## [EXERCISE GOAL]
Identify each line in the records below that contains the word "with", and copy it.
[DATA LISTING — start]
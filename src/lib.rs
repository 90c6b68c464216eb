//! In-house queue - role-based matchmaking for community games
//!
//! This crate provides per-server role queues with solo and duo entries,
//! ready checks, game tracking with Weng-Lin rating updates, and the
//! periodic jobs that reset queues and poll tournament results.

pub mod config;
pub mod engine;
pub mod error;
pub mod feedback;
pub mod game;
pub mod metrics;
pub mod queue;
pub mod rating;
pub mod ready_check;
pub mod scheduler;
pub mod service;
pub mod types;
pub mod utils;

// Re-export commonly used types and traits
pub use error::{EngineResult, QueueError, Result};
pub use types::*;

// Re-export key components
pub use config::{ConfigStore, GameMode, ServerSettings, StaticConfigStore};
pub use engine::{ChannelRenderer, ServerHandle, ServerRegistry, ServerSnapshot, StateChange};
pub use scheduler::{Scheduler, TournamentChecker};

/// Library version
pub const VERSION: &str = env!("CARGO_PKG_VERSION");
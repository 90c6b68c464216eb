//! Server snapshots and state-change notifications

use crate::game::lifecycle::{Game, GameTransition};
use crate::queue::matchmaker::CandidateSlot;
use crate::queue::store::QueueEntry;
use crate::ready_check::check::{CancelReason, ParticipantStatus, ReadyCheck, ReadyResponse};
use crate::types::{
    GameCancelReason, GameId, PlayerId, ReadyCheckId, Role, ServerId, Side,
};
use chrono::{DateTime, Utc};
use serde::{Deserialize, Serialize};

/// Pending ready check as shown to players
#[derive(Debug, Clone, PartialEq, Serialize, Deserialize)]
pub struct ReadyCheckView {
    pub id: ReadyCheckId,
    pub slots: Vec<CandidateSlot>,
    pub participants: Vec<ParticipantStatus>,
    pub deadline: DateTime<Utc>,
    pub remaining_seconds: u64,
    pub blue_expected_score: Option<f64>,
}

impl ReadyCheckView {
    pub fn new(check: &ReadyCheck, now: DateTime<Utc>) -> Self {
        Self {
            id: check.id,
            slots: check.candidate.slots.clone(),
            participants: check.participants.clone(),
            deadline: check.deadline,
            remaining_seconds: check.remaining_seconds(now),
            blue_expected_score: check.candidate.blue_expected_score,
        }
    }
}

/// Everything a renderer needs to draw one server's queue
#[derive(Debug, Clone, PartialEq, Serialize, Deserialize)]
pub struct ServerSnapshot {
    pub server_id: ServerId,
    pub mode: String,
    /// Queue entries in join order
    pub queue: Vec<QueueEntry>,
    pub ready_check: Option<ReadyCheckView>,
    pub games_awaiting_result: Vec<Game>,
    pub recent_games: Vec<GameTransition>,
    pub taken_at: DateTime<Utc>,
}

impl ServerSnapshot {
    /// Queued players for one role, in join order
    pub fn queued_for(&self, role: Role) -> Vec<PlayerId> {
        self.queue
            .iter()
            .filter(|e| e.role == role)
            .map(|e| e.player_id)
            .collect()
    }
}

/// A committed change of a server's state
#[derive(Debug, Clone, PartialEq, Serialize, Deserialize)]
pub enum Transition {
    PlayerQueued {
        player_id: PlayerId,
        role: Role,
    },
    DuoQueued {
        players: [(PlayerId, Role); 2],
    },
    PlayerLeft {
        player_id: PlayerId,
    },
    QueueReset {
        removed: usize,
    },
    ReadyCheckStarted {
        check_id: ReadyCheckId,
        players: Vec<PlayerId>,
    },
    ReadyCheckAnswered {
        check_id: ReadyCheckId,
        player_id: PlayerId,
        response: ReadyResponse,
    },
    ReadyCheckCancelled {
        check_id: ReadyCheckId,
        reason: CancelReason,
    },
    GameCreated {
        game_id: GameId,
        check_id: ReadyCheckId,
    },
    GameScored {
        game_id: GameId,
        winner: Side,
    },
    GameCancelled {
        game_id: GameId,
        reason: GameCancelReason,
    },
}

impl Transition {
    /// Short name used in logs and metric labels
    pub fn name(&self) -> &'static str {
        match self {
            Transition::PlayerQueued { .. } => "player_queued",
            Transition::DuoQueued { .. } => "duo_queued",
            Transition::PlayerLeft { .. } => "player_left",
            Transition::QueueReset { .. } => "queue_reset",
            Transition::ReadyCheckStarted { .. } => "ready_check_started",
            Transition::ReadyCheckAnswered { .. } => "ready_check_answered",
            Transition::ReadyCheckCancelled { .. } => "ready_check_cancelled",
            Transition::GameCreated { .. } => "game_created",
            Transition::GameScored { .. } => "game_scored",
            Transition::GameCancelled { .. } => "game_cancelled",
        }
    }
}

/// Notification sent after every committed transition
#[derive(Debug, Clone, PartialEq, Serialize, Deserialize)]
pub struct StateChange {
    pub server_id: ServerId,
    pub transition: Transition,
    /// State right after the transition batch it belongs to was applied
    pub snapshot: ServerSnapshot,
}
[DATA LISTING — finish]
## [TASK RESPONSE]
//! This crate provides per-server role queues with solo and duo entries,
//! ready checks, game tracking with Weng-Lin rating updates, and the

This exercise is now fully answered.